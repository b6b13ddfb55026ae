//! Exception pausing: decides, per unwinding exception, whether the thread
//! should stop.

use crate::engine::ThreadExecutionEngine;
use crate::engine::pause::{PauseReason, PauseVerdict};
use crate::engine::step::HookAction;
use crate::runtime::{FrameId, RuntimeHookProvider};

impl<R: RuntimeHookProvider> ThreadExecutionEngine<R> {
    /// Runtime event: an exception is unwinding out of `frame`.
    ///
    /// The same exception unwinds through every enclosing frame in turn; the
    /// handled-exceptions table makes sure one (frame, value) pair pauses at
    /// most once.
    pub fn on_exception_unwind(&self, frame: FrameId, value: R::Value) -> HookAction {
        let (pause_on_exceptions, ignore_caught, is_worker, skip_breakpoints) = {
            let opts = self.options.borrow();
            (
                opts.pause_on_exceptions,
                opts.ignore_caught_exceptions,
                opts.is_worker,
                opts.skip_breakpoints,
            )
        };

        if !pause_on_exceptions {
            return HookAction::Continue;
        }

        // Inside a client evaluation only pause when the evaluation asked
        // for exception visibility; outside, honor the global skip flag.
        match self.client_eval.get() {
            Some(flags) if !flags.report_exceptions => return HookAction::Continue,
            None if skip_breakpoints => return HookAction::Continue,
            _ => {}
        }

        // Interface-not-found probes are thrown and swallowed by native glue
        // constantly on non-worker targets; pausing on them is pure noise.
        if !is_worker && self.runtime.is_interface_not_found_error(&value) {
            return HookAction::Continue;
        }

        if self
            .handled_frame_exceptions
            .borrow()
            .get(&frame)
            .is_some_and(|values| values.contains(&value))
        {
            return HookAction::Continue;
        }

        if ignore_caught && self.exception_will_be_caught(frame) {
            return HookAction::Continue;
        }

        if self.sources.is_frame_blackboxed(frame) {
            return HookAction::Continue;
        }

        // Mark the value handled for this frame and every older one before
        // pausing, so the continued unwind stays silent.
        let chain = self.frame_chain(frame);
        {
            let mut handled = self.handled_frame_exceptions.borrow_mut();
            for id in chain {
                handled.entry(id).or_default().push(value.clone());
            }
        }

        match self.pause_and_respond(Some(frame), PauseReason::Exception { value }, None) {
            PauseVerdict::Terminate => HookAction::Terminate,
            _ => HookAction::Continue,
        }
    }

    /// Whether any enclosing frame's current position sits inside a catch
    /// scope that would swallow the exception.
    fn exception_will_be_caught(&self, frame: FrameId) -> bool {
        self.frame_chain(frame)
            .into_iter()
            .any(|id| self.runtime.frame_in_catch_scope(id))
    }

    /// `frame` and all of its callers, youngest first.
    fn frame_chain(&self, frame: FrameId) -> Vec<FrameId> {
        let mut chain = Vec::new();
        let mut next = Some(frame);
        while let Some(id) = next {
            chain.push(id);
            next = self.runtime.frame(id).and_then(|snap| snap.older);
        }
        chain
    }
}
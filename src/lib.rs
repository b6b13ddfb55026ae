//! Execution control for debuggee threads: pause/resume state machine,
//! stepping, breakpoints (source, XHR, event, mutation) and watchpoints.
//!
//! The crate is runtime-agnostic. A host embeds it by implementing the
//! [`runtime::RuntimeHookProvider`], [`runtime::SourceManager`] and
//! [`runtime::LoopDriver`] traits, forwarding runtime instrumentation events
//! into [`engine::ThreadExecutionEngine`]'s `on_*` entry points, and driving
//! client requests (`resume`, `interrupt`, breakpoint edits) from inside the
//! loop driver while a pause is blocking.

pub mod engine;
pub mod runtime;

pub use engine::breakpoint::{BreakpointAnchor, BreakpointLocation, BreakpointOptions};
pub use engine::error::Error;
pub use engine::event::{EventBreakpointId, EventNotification, NotificationPhase};
pub use engine::pause::{
    FrameFinished, MutationKind, NestedLoopStack, PauseReason, PauseReasonKind, PausedEvent,
    ThreadState,
};
pub use engine::step::{HookAction, ResumeLimit, SteppingMode};
pub use engine::watchpoint::WatchpointKind;
pub use engine::xhr::{OpeningRequest, RequestCause, XhrBreakpoint};
pub use engine::{
    EngineOptions, EventHook, InterruptMode, InterruptOutcome, ReconfigureOptions,
    ThreadExecutionEngine,
};
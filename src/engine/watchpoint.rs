//! Watchpoints on debuggee object properties.

use crate::engine::ThreadExecutionEngine;
use crate::runtime::{ObjectId, RuntimeHookProvider};
use serde::{Deserialize, Serialize};
use std::collections::HashMap;
use strum_macros::{AsRefStr, Display, EnumString};

/// Which property accesses a watchpoint fires for.
#[derive(
    Debug, Clone, Copy, PartialEq, Eq, Display, EnumString, AsRefStr, Serialize, Deserialize,
)]
#[strum(serialize_all = "lowercase")]
#[serde(rename_all = "lowercase")]
pub enum WatchpointKind {
    Get,
    Set,
    GetOrSet,
}

/// Watchpoints keyed by (object, property).
#[derive(Default)]
pub(crate) struct WatchpointMap {
    entries: HashMap<(ObjectId, String), WatchpointKind>,
}

impl WatchpointMap {
    pub(crate) fn add(&mut self, object: ObjectId, property: String, kind: WatchpointKind) {
        self.entries.insert((object, property), kind);
    }

    pub(crate) fn remove(&mut self, object: ObjectId, property: &str) -> Option<WatchpointKind> {
        self.entries.remove(&(object, property.to_string()))
    }

    pub(crate) fn get(&self, object: ObjectId, property: &str) -> Option<WatchpointKind> {
        self.entries.get(&(object, property.to_string())).copied()
    }

    pub(crate) fn clear(&mut self) {
        self.entries.clear();
    }
}

impl<R: RuntimeHookProvider> ThreadExecutionEngine<R> {
    pub fn add_watchpoint(&self, object: ObjectId, property: String, kind: WatchpointKind) {
        self.watchpoints.borrow_mut().add(object, property, kind);
    }

    pub fn remove_watchpoint(&self, object: ObjectId, property: &str) {
        self.watchpoints.borrow_mut().remove(object, property);
    }

    pub fn get_watchpoint(&self, object: ObjectId, property: &str) -> Option<WatchpointKind> {
        self.watchpoints.borrow().get(object, property)
    }

    pub(crate) fn remove_all_watchpoints(&self) {
        self.watchpoints.borrow_mut().clear();
    }
}
//! Interfaces to the underlying execution engine.
//!
//! The control engine never owns frames, scripts or values: it observes them
//! through [`RuntimeHookProvider`] and resolves them to stable source
//! positions through [`SourceManager`]. Hosts implement these traits on top
//! of the real runtime instrumentation API (or on a mock for tests).

use std::fmt::Debug;

/// Identity of one activation record on the debuggee call stack.
///
/// A frame handle is only meaningful while the underlying frame is on the
/// stack; holders must re-check [`FrameSnapshot::on_stack`] after every
/// resume.
#[derive(
    Debug, Clone, Copy, PartialEq, Eq, Hash, PartialOrd, Ord, serde::Serialize, serde::Deserialize,
)]
pub struct FrameId(pub u64);

/// Identity of a compiled script known to the runtime.
#[derive(Debug, Clone, Copy, PartialEq, Eq, Hash)]
pub struct ScriptId(pub u64);

/// Identity of a promise object, used for async stepping.
#[derive(Debug, Clone, Copy, PartialEq, Eq, Hash)]
pub struct PromiseId(pub u64);

/// Identity of a source known to the source manager.
#[derive(Debug, Clone, Copy, PartialEq, Eq, Hash, serde::Serialize, serde::Deserialize)]
pub struct SourceActorId(pub u64);

/// Identity of a debuggee object observed by a watchpoint.
#[derive(Debug, Clone, Copy, PartialEq, Eq, Hash)]
pub struct ObjectId(pub u64);

/// What kind of activation a frame is.
#[derive(Debug, Clone, Copy, PartialEq, Eq)]
pub enum FrameKind {
    Call,
    Eval,
    Global,
    Module,
    WasmCall,
}

/// Immutable view of a frame, valid until the debuggee resumes.
#[derive(Debug, Clone)]
pub struct FrameSnapshot {
    pub id: FrameId,
    /// False once the activation has been popped; a stale handle must not be
    /// used for anything but identity comparison.
    pub on_stack: bool,
    /// Next older (caller) frame.
    pub older: Option<FrameId>,
    pub script: Option<ScriptId>,
    /// Current bytecode offset inside `script`.
    pub offset: u64,
    pub kind: FrameKind,
    pub is_generator_function: bool,
    pub is_async_function: bool,
}

impl FrameSnapshot {
    /// A frame is restartable only if it is a plain synchronous call.
    pub fn is_restartable(&self) -> bool {
        self.kind == FrameKind::Call && !self.is_generator_function && !self.is_async_function
    }
}

/// Properties of one bytecode offset, used to validate step stops.
#[derive(Debug, Clone, Copy, Default)]
pub struct OffsetMeta {
    /// The offset is an eligible breakpoint position.
    pub is_breakpoint: bool,
    /// The offset is the start of a new statement.
    pub is_step_start: bool,
}

/// Script metadata needed by the breakpoint machinery.
#[derive(Debug, Clone)]
pub struct ScriptInfo {
    pub id: ScriptId,
    pub source: SourceActorId,
    pub url: Option<String>,
    pub format: ScriptFormat,
    /// Function bodies never carry a "first statement" of their script.
    pub is_function: bool,
}

#[derive(Debug, Clone, Copy, PartialEq, Eq)]
pub enum ScriptFormat {
    Js,
    Wasm,
}

/// Filter for [`RuntimeHookProvider::find_scripts`].
#[derive(Debug, Clone, Copy)]
pub enum ScriptFilter<'a> {
    All,
    Url(&'a str),
    Source(SourceActorId),
}

impl ScriptFilter<'_> {
    pub fn matches(&self, script: &ScriptInfo) -> bool {
        match self {
            ScriptFilter::All => true,
            ScriptFilter::Url(url) => script.url.as_deref() == Some(*url),
            ScriptFilter::Source(source) => script.source == *source,
        }
    }
}

/// One entry of a promise reaction list.
#[derive(Debug, Clone, Copy)]
pub enum Reaction {
    /// The reaction forwards into another promise.
    Promise(PromiseId),
    /// The reaction resumes a suspended frame.
    Frame(FrameId),
    /// A host reaction the engine cannot step into.
    Opaque,
}

/// How a frame finished (or suspended) execution.
#[derive(Debug, Clone, PartialEq)]
pub enum Completion<V> {
    Return(V),
    Throw(V),
    Yield(V),
    Await(V),
}

impl<V> Completion<V> {
    /// Await and yield completions leave the frame suspended on the stack
    /// rather than truly popping it.
    pub fn is_suspension(&self) -> bool {
        matches!(self, Completion::Yield(_) | Completion::Await(_))
    }
}

/// Slot identifying which store entry a script breakpoint belongs to, so the
/// engine can detach one entry without touching the others.
#[derive(Debug, Clone, Copy, PartialEq, Eq, Hash)]
pub struct BreakpointSlot(pub u32);

impl BreakpointSlot {
    /// Reserved slot for the "first statement" event breakpoint.
    pub const FIRST_STATEMENT: BreakpointSlot = BreakpointSlot(0);
}

/// Instrumentation interface of the underlying execution engine.
///
/// All methods take `&self`: the engine and the runtime live on one logical
/// thread and re-enter each other through hook dispatch, so the host side is
/// expected to use interior mutability exactly like the engine does.
pub trait RuntimeHookProvider {
    /// Exception values, completion values and evaluation results.
    type Value: Clone + PartialEq + Debug;

    fn enable(&self);
    fn disable(&self);
    fn remove_all_debuggees(&self);

    /// Youngest frame currently on the stack, if any JS is executing.
    fn newest_frame(&self) -> Option<FrameId>;
    fn frame(&self, id: FrameId) -> Option<FrameSnapshot>;
    /// Metadata for the frame's current offset.
    fn offset_meta(&self, frame: FrameId) -> OffsetMeta;

    fn find_scripts(&self, filter: ScriptFilter<'_>) -> Vec<ScriptInfo>;
    /// Offset of the first reachable statement of a top-level script.
    fn first_statement_offset(&self, script: ScriptId) -> Option<u64>;
    /// Concrete offsets matching a line/column breakpoint request.
    fn breakpoint_offsets(&self, script: ScriptId, line: u32, column: Option<u32>) -> Vec<u64>;
    /// Install an opaque breakpoint owned by `slot` at `offset`.
    fn set_breakpoint(&self, script: ScriptId, offset: u64, slot: BreakpointSlot)
        -> anyhow::Result<()>;
    /// Detach every breakpoint owned by `slot` from `script`.
    fn clear_breakpoints(&self, script: ScriptId, slot: BreakpointSlot);

    /// Toggle delivery of enter-frame events.
    fn observe_enter_frame(&self, enabled: bool);
    /// Toggle delivery of per-frame step/pop events.
    fn observe_frame(&self, frame: FrameId, step: bool, pop: bool);

    /// Evaluate an expression in a frame; `Err` carries the thrown value.
    fn evaluate_in_frame(&self, frame: FrameId, expr: &str)
        -> Result<Self::Value, Self::Value>;
    fn value_is_truthy(&self, value: &Self::Value) -> bool;
    fn render_value(&self, value: &Self::Value) -> String;
    /// Re-invoke the frame's callee with its original this/arguments.
    fn reinvoke_frame(&self, frame: FrameId) -> anyhow::Result<()>;

    /// Promise a suspended async frame is parked on.
    fn async_promise(&self, frame: FrameId) -> Option<PromiseId>;
    fn promise_reactions(&self, promise: PromiseId) -> Vec<Reaction>;

    /// Whether the frame's current offset sits inside a catch scope.
    fn frame_in_catch_scope(&self, frame: FrameId) -> bool;
    /// Host sentinel errors that are thrown and swallowed by native glue and
    /// must never pause (interface-not-found noise on non-worker targets).
    fn is_interface_not_found_error(&self, value: &Self::Value) -> bool;

    fn set_observe_asm_js(&self, observe: bool);
    fn set_observe_wasm(&self, observe: bool);

    /// Toggle the network-open observer feeding XHR breakpoints.
    fn observe_network(&self, enabled: bool);
    /// Toggle the notification bus subscription feeding event breakpoints.
    fn observe_event_notifications(&self, enabled: bool);
}

/// Resolved source position of a frame.
#[derive(Debug, Clone, Copy, PartialEq, Eq)]
pub struct ResolvedLocation {
    pub source: SourceActorId,
    pub line: u32,
    pub column: u32,
}

/// Maps frames to stable source positions and holds the blackbox list.
pub trait SourceManager {
    fn frame_location(&self, frame: FrameId) -> Option<ResolvedLocation>;
    /// Blackboxed sources are skipped by every pausing decision.
    fn is_frame_blackboxed(&self, frame: FrameId) -> bool;
    /// URL of a source, when it has one (inline scripts share their page URL).
    fn source_url(&self, source: SourceActorId) -> Option<String>;
}

/// One beat of the host event loop, driven while a pause blocks.
///
/// `pause` spins this until `resume` resolves the pause token; timers, I/O
/// callbacks and other threads' pause loops all run inside `spin_once`.
pub trait LoopDriver {
    fn spin_once(&self);
}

========

Problem to work on.
Using the data above, reproduce exactly the lines between those holding "stack; holders must" and "must not be", inclusive, and no others.

Result for this task.
/// stack; holders must re-check [`FrameSnapshot::on_stack`] after every
/// resume.
#[derive(
    Debug, Clone, Copy, PartialEq, Eq, Hash, PartialOrd, Ord, serde::Serialize, serde::Deserialize,
)]
pub struct FrameId(pub u64);

/// Identity of a compiled script known to the runtime.
#[derive(Debug, Clone, Copy, PartialEq, Eq, Hash)]
pub struct ScriptId(pub u64);

/// Identity of a promise object, used for async stepping.
#[derive(Debug, Clone, Copy, PartialEq, Eq, Hash)]
pub struct PromiseId(pub u64);

/// Identity of a source known to the source manager.
#[derive(Debug, Clone, Copy, PartialEq, Eq, Hash, serde::Serialize, serde::Deserialize)]
pub struct SourceActorId(pub u64);

/// Identity of a debuggee object observed by a watchpoint.
#[derive(Debug, Clone, Copy, PartialEq, Eq, Hash)]
pub struct ObjectId(pub u64);

/// What kind of activation a frame is.
#[derive(Debug, Clone, Copy, PartialEq, Eq)]
pub enum FrameKind {
    Call,
    Eval,
    Global,
    Module,
    WasmCall,
}

/// Immutable view of a frame, valid until the debuggee resumes.
#[derive(Debug, Clone)]
pub struct FrameSnapshot {
    pub id: FrameId,
    /// False once the activation has been popped; a stale handle must not be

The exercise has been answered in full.